The influence of vertical search shows up in consumer behavior data. According to a 2023 PowerReviews study (surveying 8,153 U.S. consumers) cited by Search Engine Land, 50% of product searches started on Amazon, while Google accounted for 31.5% and retailer or brand sites for just 14%. Gen Z was the one exception, where Google (38%) edged out Amazon (36%) by a narrow margin. This means a large share of users looking for products skip the general search engine and head straight to a field-specific platform — and these users are closer to the conversion stage, with strong purchase intent rather than mere browsing.
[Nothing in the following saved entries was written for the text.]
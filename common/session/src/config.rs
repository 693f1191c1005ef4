use std::collections::HashSet;
use std::env;
use std::time::Duration;

use crate::error::{AuthError, AuthResult};
use crate::project::PermissionLevel;

#[derive(Debug, Clone, Copy, PartialEq, Eq)]
pub enum CookieSameSite {
    Lax,
    Strict,
    None,
}

impl CookieSameSite {
    pub fn as_str(&self) -> &'static str {
        match self {
            CookieSameSite::Lax => "Lax",
            CookieSameSite::Strict => "Strict",
            CookieSameSite::None => "None",
        }
    }
}

/// Which claim supplies the username. Resolved once at configuration build
/// time; the guard never compares claim names per request.
#[derive(Debug, Clone, Copy, PartialEq, Eq)]
pub enum UsernameClaim {
    Subject,
    Email,
}

/// Immutable runtime configuration for the session guard.
///
/// Built once at process start and passed by reference; there is no ambient
/// global lookup anywhere in the crate.
#[derive(Debug, Clone)]
pub struct GuardConfig {
    /// Project identifier at the identity authority; doubles as the expected
    /// token issuer.
    pub project_id: String,
    /// Base URL of the identity authority API.
    pub base_url: String,
    pub jwks_url: String,
    pub refresh_url: String,
    pub admin_roles: HashSet<String>,
    pub default_permission: PermissionLevel,
    pub username_claim: UsernameClaim,
    pub session_cookie: String,
    pub refresh_cookie: String,
    pub cookie_secure: bool,
    pub cookie_same_site: CookieSameSite,
    pub session_cookie_max_age: u32,
    pub login_path: String,
    pub public_routes: HashSet<String>,
    pub public_prefixes: Vec<String>,
    /// Upper bound on any single call to the identity authority.
    pub verify_timeout: Duration,
    /// Allowable clock skew in seconds when validating exp/nbf.
    pub leeway_seconds: u32,
}

impl GuardConfig {
    /// Construct config with defaults for everything except the identity
    /// project and authority base URL.
    pub fn new(project_id: impl Into<String>, base_url: impl Into<String>) -> Self {
        let project_id = project_id.into();
        let base_url = base_url.into();
        let jwks_url = format!("{base_url}/{project_id}/.well-known/jwks.json");
        let refresh_url = format!("{base_url}/v1/auth/refresh");
        Self {
            project_id,
            base_url,
            jwks_url,
            refresh_url,
            admin_roles: default_admin_roles(),
            default_permission: PermissionLevel::Read,
            username_claim: UsernameClaim::Subject,
            session_cookie: "session".to_string(),
            refresh_cookie: "refresh".to_string(),
            cookie_secure: false,
            cookie_same_site: CookieSameSite::Lax,
            session_cookie_max_age: 3600,
            login_path: "/auth/login".to_string(),
            public_routes: default_public_routes(),
            public_prefixes: vec!["/static/".to_string(), "/_static/".to_string()],
            verify_timeout: Duration::from_secs(5),
            leeway_seconds: 30,
        }
    }

    /// Load configuration from environment variables. Missing required
    /// variables are fatal; the process must not serve protected routes.
    pub fn from_env() -> AuthResult<Self> {
        let project_id = require_env("IDENTITY_PROJECT_ID")?;
        let base_url = require_env("IDENTITY_BASE_URL")?;
        let mut config = Self::new(project_id, base_url.trim_end_matches('/'));

        if let Some(url) = env::var("IDENTITY_JWKS_URL").ok().as_deref().and_then(normalize_optional) {
            config.jwks_url = url;
        }
        if let Some(url) = env::var("IDENTITY_REFRESH_URL").ok().as_deref().and_then(normalize_optional) {
            config.refresh_url = url;
        }
        if let Ok(value) = env::var("AUTH_ADMIN_ROLES") {
            config.admin_roles = parse_list(&value);
        }
        if let Ok(value) = env::var("AUTH_DEFAULT_PERMISSION") {
            config.default_permission = parse_permission(&value)?;
        }
        if let Ok(value) = env::var("AUTH_USERNAME_CLAIM") {
            config.username_claim = parse_username_claim(&value)?;
        }
        if let Some(name) = env::var("AUTH_SESSION_COOKIE").ok().as_deref().and_then(normalize_optional) {
            config.session_cookie = name;
        }
        if let Some(name) = env::var("AUTH_REFRESH_COOKIE").ok().as_deref().and_then(normalize_optional) {
            config.refresh_cookie = name;
        }
        if let Some(secure) = bool_from_env("AUTH_COOKIE_SECURE") {
            config.cookie_secure = secure;
        }
        if let Ok(value) = env::var("AUTH_COOKIE_SAMESITE") {
            config.cookie_same_site = parse_same_site(&value)?;
        }
        if let Ok(value) = env::var("AUTH_SESSION_COOKIE_MAX_AGE") {
            config.session_cookie_max_age = value.trim().parse().map_err(|_| {
                AuthError::Misconfigured(format!(
                    "AUTH_SESSION_COOKIE_MAX_AGE must be a number of seconds, got '{value}'"
                ))
            })?;
        }
        if let Ok(value) = env::var("AUTH_PUBLIC_ROUTES") {
            config.public_routes.extend(parse_list(&value));
        }
        if let Ok(value) = env::var("AUTH_VERIFY_TIMEOUT_MS") {
            let millis: u64 = value.trim().parse().map_err(|_| {
                AuthError::Misconfigured(format!(
                    "AUTH_VERIFY_TIMEOUT_MS must be a number of milliseconds, got '{value}'"
                ))
            })?;
            config.verify_timeout = Duration::from_millis(millis);
        }
        if let Ok(value) = env::var("AUTH_JWT_LEEWAY_SECONDS") {
            if let Ok(leeway) = value.trim().parse() {
                config.leeway_seconds = leeway;
            }
        }

        Ok(config)
    }

    pub fn is_admin_role(&self, roles: &[String]) -> bool {
        roles.iter().any(|role| self.admin_roles.contains(role))
    }

    /// Public routes bypass the session guard entirely.
    pub fn is_public_route(&self, path: &str) -> bool {
        if self.public_routes.contains(path) {
            return true;
        }
        self.public_prefixes
            .iter()
            .any(|prefix| path.starts_with(prefix.as_str()))
    }
}

fn require_env(key: &'static str) -> AuthResult<String> {
    env::var(key)
        .ok()
        .as_deref()
        .and_then(normalize_optional)
        .ok_or_else(|| AuthError::Misconfigured(format!("{key} environment variable is required")))
}

fn default_admin_roles() -> HashSet<String> {
    HashSet::from(["admin".to_string(), "mlflow-admin".to_string()])
}

fn default_public_routes() -> HashSet<String> {
    HashSet::from([
        "/auth/login".to_string(),
        "/auth/logout".to_string(),
        "/health".to_string(),
        "/version".to_string(),
    ])
}

fn bool_from_env(key: &str) -> Option<bool> {
    env::var(key).ok().map(|value| {
        matches!(
            value.trim().to_ascii_lowercase().as_str(),
            "1" | "true" | "yes" | "on"
        )
    })
}

fn parse_list(value: &str) -> HashSet<String> {
    value
        .split([',', ';', ' '])
        .filter_map(|item| {
            let entry = item.trim();
            if entry.is_empty() {
                None
            } else {
                Some(entry.to_string())
            }
        })
        .collect()
}

fn normalize_optional(value: &str) -> Option<String> {
    let trimmed = value.trim();
    if trimmed.is_empty() {
        None
    } else {
        Some(trimmed.to_string())
    }
}

fn parse_same_site(value: &str) -> AuthResult<CookieSameSite> {
    match value.trim().to_ascii_lowercase().as_str() {
        "lax" => Ok(CookieSameSite::Lax),
        "strict" => Ok(CookieSameSite::Strict),
        "none" => Ok(CookieSameSite::None),
        other => Err(AuthError::Misconfigured(format!(
            "Unsupported cookie same-site policy '{other}'. Use Lax, Strict, or None."
        ))),
    }
}

fn parse_username_claim(value: &str) -> AuthResult<UsernameClaim> {
    match value.trim().to_ascii_lowercase().as_str() {
        "sub" | "subject" => Ok(UsernameClaim::Subject),
        "email" => Ok(UsernameClaim::Email),
        other => Err(AuthError::Misconfigured(format!(
            "Unsupported username claim '{other}'. Use sub or email."
        ))),
    }
}

fn parse_permission(value: &str) -> AuthResult<PermissionLevel> {
    match value.trim().to_ascii_uppercase().as_str() {
        "READ" => Ok(PermissionLevel::Read),
        "EDIT" => Ok(PermissionLevel::Edit),
        "MANAGE" => Ok(PermissionLevel::Manage),
        other => Err(AuthError::Misconfigured(format!(
            "Unsupported permission level '{other}'. Use READ, EDIT, or MANAGE."
        ))),
    }
}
For this reason, search visibility strategy splits in two. Separate from traditional SEO, which works to raise rankings on Google's results pages, you also need vertical search optimization (VSO), which tunes for the internal algorithms of platforms like Amazon, YouTube, and Pinterest. Amazon, for example, uses sales velocity, reviews, click-through rate, keywords, and category accuracy as core signals, while YouTube relies on thumbnails, titles/descriptions/tags, and audience retention.

Execution Checklist

  • First identify the vertical platforms where customers actually search for your products and services (Amazon, YouTube, Naver Shopping, app stores, and so on).
  • Determine which signals each platform's search algorithm prioritizes (sales volume, reviews, click-through rate, audience retention, etc.) and align your content with them.
  • Reflect keywords based on each platform's internal search terms in your product names, descriptions, and tags.
  • Steadily accumulate trust signals such as reviews, ratings, and a complete, polished profile.
  • Don't judge search visibility by Google SEO performance alone — track visibility and conversion on each vertical platform as separate metrics.